Task description:
Every line of the entries below from the one containing "pub(crate) fn new(pass_index: usize)" to the one containing "pub fn is_complete(&self)", both ends included, must be written out exactly. No other line belongs in the answer.

Data excerpts:
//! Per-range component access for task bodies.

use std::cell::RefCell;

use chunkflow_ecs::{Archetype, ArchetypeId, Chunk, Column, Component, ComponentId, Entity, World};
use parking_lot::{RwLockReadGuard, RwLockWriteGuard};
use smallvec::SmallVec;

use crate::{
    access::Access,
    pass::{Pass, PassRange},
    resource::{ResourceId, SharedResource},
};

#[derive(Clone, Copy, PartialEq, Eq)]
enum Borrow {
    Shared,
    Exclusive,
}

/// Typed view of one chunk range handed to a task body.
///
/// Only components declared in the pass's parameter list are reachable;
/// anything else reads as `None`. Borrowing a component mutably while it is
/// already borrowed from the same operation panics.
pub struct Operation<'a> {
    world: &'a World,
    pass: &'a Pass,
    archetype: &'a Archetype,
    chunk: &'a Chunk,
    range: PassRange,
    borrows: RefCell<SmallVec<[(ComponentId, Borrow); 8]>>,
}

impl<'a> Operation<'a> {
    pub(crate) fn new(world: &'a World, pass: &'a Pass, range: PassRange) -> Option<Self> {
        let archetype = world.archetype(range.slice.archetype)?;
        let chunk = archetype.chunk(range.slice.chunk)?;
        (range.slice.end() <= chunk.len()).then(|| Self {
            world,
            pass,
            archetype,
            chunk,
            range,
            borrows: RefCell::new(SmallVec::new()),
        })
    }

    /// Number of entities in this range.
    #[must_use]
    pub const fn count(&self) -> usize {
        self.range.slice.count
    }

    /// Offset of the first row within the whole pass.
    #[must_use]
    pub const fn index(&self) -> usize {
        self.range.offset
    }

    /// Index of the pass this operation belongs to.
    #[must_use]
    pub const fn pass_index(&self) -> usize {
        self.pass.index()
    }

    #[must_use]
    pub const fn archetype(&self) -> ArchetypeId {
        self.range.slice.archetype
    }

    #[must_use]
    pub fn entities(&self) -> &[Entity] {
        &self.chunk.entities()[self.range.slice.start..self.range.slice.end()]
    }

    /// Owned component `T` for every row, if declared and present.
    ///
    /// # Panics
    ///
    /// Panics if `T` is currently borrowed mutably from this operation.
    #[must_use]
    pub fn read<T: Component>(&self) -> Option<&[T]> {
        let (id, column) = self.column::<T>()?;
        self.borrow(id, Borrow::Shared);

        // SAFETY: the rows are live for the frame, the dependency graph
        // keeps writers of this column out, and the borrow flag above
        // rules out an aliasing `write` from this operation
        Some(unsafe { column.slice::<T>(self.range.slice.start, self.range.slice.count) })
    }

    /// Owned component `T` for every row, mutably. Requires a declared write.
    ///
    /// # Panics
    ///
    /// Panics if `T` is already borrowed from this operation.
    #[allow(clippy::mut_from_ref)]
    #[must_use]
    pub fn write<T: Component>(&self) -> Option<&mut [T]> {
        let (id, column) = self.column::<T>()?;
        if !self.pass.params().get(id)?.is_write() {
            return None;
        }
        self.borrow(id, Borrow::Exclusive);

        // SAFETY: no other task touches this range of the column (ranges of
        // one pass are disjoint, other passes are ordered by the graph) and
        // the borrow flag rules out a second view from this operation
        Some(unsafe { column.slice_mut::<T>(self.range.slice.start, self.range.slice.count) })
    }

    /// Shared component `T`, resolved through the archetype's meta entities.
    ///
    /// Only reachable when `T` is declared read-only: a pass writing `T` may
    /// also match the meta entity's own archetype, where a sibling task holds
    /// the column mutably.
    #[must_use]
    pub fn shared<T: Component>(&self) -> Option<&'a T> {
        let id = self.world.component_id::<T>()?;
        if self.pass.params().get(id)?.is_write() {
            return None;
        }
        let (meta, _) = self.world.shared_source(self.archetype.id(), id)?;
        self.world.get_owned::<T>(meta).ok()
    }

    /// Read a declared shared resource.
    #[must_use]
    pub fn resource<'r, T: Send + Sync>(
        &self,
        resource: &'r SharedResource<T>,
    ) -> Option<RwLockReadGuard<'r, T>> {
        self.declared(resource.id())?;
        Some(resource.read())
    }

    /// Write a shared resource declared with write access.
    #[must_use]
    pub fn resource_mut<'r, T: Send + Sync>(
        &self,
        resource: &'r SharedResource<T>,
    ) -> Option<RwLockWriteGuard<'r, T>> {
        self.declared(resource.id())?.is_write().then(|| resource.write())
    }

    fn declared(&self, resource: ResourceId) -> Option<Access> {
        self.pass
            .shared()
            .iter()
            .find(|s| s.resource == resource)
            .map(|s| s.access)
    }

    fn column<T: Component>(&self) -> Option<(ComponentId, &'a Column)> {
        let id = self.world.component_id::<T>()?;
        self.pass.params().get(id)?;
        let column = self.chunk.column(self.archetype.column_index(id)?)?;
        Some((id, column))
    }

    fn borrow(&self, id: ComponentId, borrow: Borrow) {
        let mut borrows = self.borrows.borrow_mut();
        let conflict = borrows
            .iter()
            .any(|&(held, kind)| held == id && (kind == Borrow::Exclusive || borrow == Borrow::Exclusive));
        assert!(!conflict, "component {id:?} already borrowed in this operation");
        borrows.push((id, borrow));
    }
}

---

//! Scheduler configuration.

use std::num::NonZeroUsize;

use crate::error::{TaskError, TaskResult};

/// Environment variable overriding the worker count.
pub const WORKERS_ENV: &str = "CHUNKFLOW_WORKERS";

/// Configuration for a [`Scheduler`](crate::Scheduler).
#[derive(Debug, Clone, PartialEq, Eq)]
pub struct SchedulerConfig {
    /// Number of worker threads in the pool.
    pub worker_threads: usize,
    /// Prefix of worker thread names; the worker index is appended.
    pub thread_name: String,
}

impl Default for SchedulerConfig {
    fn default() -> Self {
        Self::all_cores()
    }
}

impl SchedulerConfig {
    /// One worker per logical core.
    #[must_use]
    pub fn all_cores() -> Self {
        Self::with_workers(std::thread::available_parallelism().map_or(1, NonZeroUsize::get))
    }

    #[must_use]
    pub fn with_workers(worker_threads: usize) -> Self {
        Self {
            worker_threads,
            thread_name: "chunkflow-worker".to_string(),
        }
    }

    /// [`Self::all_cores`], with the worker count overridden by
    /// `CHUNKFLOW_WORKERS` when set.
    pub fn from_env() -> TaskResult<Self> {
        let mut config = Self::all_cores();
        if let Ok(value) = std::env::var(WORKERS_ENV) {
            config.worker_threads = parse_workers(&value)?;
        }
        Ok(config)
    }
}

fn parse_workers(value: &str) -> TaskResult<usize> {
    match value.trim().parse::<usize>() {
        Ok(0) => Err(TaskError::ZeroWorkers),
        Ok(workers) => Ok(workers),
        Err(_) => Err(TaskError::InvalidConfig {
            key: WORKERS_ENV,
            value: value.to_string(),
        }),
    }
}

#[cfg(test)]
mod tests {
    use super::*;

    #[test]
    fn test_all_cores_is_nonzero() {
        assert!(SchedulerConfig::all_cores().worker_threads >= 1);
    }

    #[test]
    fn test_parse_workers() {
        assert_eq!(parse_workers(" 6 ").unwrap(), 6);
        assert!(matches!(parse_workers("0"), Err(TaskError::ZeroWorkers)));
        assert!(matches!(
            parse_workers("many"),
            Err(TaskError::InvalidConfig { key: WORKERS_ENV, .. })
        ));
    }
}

...

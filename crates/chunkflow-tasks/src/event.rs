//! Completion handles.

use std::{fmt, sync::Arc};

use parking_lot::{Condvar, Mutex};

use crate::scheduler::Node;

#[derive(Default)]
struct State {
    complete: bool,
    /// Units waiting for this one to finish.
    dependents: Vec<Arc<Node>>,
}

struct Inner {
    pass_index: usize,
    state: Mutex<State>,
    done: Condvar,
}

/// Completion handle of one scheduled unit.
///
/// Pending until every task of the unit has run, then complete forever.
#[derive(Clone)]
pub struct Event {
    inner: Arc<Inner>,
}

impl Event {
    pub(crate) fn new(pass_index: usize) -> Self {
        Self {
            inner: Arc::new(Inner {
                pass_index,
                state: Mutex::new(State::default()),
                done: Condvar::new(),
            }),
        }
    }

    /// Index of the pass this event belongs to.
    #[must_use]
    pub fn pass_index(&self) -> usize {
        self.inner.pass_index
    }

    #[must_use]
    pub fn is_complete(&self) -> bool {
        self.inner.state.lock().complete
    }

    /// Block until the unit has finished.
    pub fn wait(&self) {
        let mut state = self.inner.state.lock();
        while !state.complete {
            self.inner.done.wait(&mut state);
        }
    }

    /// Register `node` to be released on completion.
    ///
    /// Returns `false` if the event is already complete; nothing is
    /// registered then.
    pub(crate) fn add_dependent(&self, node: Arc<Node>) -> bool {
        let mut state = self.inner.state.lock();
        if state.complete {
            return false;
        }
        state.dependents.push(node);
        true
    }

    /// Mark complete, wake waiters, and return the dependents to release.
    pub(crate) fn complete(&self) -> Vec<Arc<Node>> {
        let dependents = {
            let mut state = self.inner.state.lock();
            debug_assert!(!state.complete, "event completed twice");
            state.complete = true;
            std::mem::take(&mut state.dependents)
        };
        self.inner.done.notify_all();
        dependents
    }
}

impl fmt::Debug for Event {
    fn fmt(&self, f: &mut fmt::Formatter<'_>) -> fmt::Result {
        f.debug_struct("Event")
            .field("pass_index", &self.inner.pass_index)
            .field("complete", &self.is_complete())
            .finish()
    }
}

Expected answer:
    pub(crate) fn new(pass_index: usize) -> Self {
        Self {
            inner: Arc::new(Inner {
                pass_index,
                state: Mutex::new(State::default()),
                done: Condvar::new(),
            }),
        }
    }

    /// Index of the pass this event belongs to.
    #[must_use]
    pub fn pass_index(&self) -> usize {
        self.inner.pass_index
    }

    #[must_use]
    pub fn is_complete(&self) -> bool {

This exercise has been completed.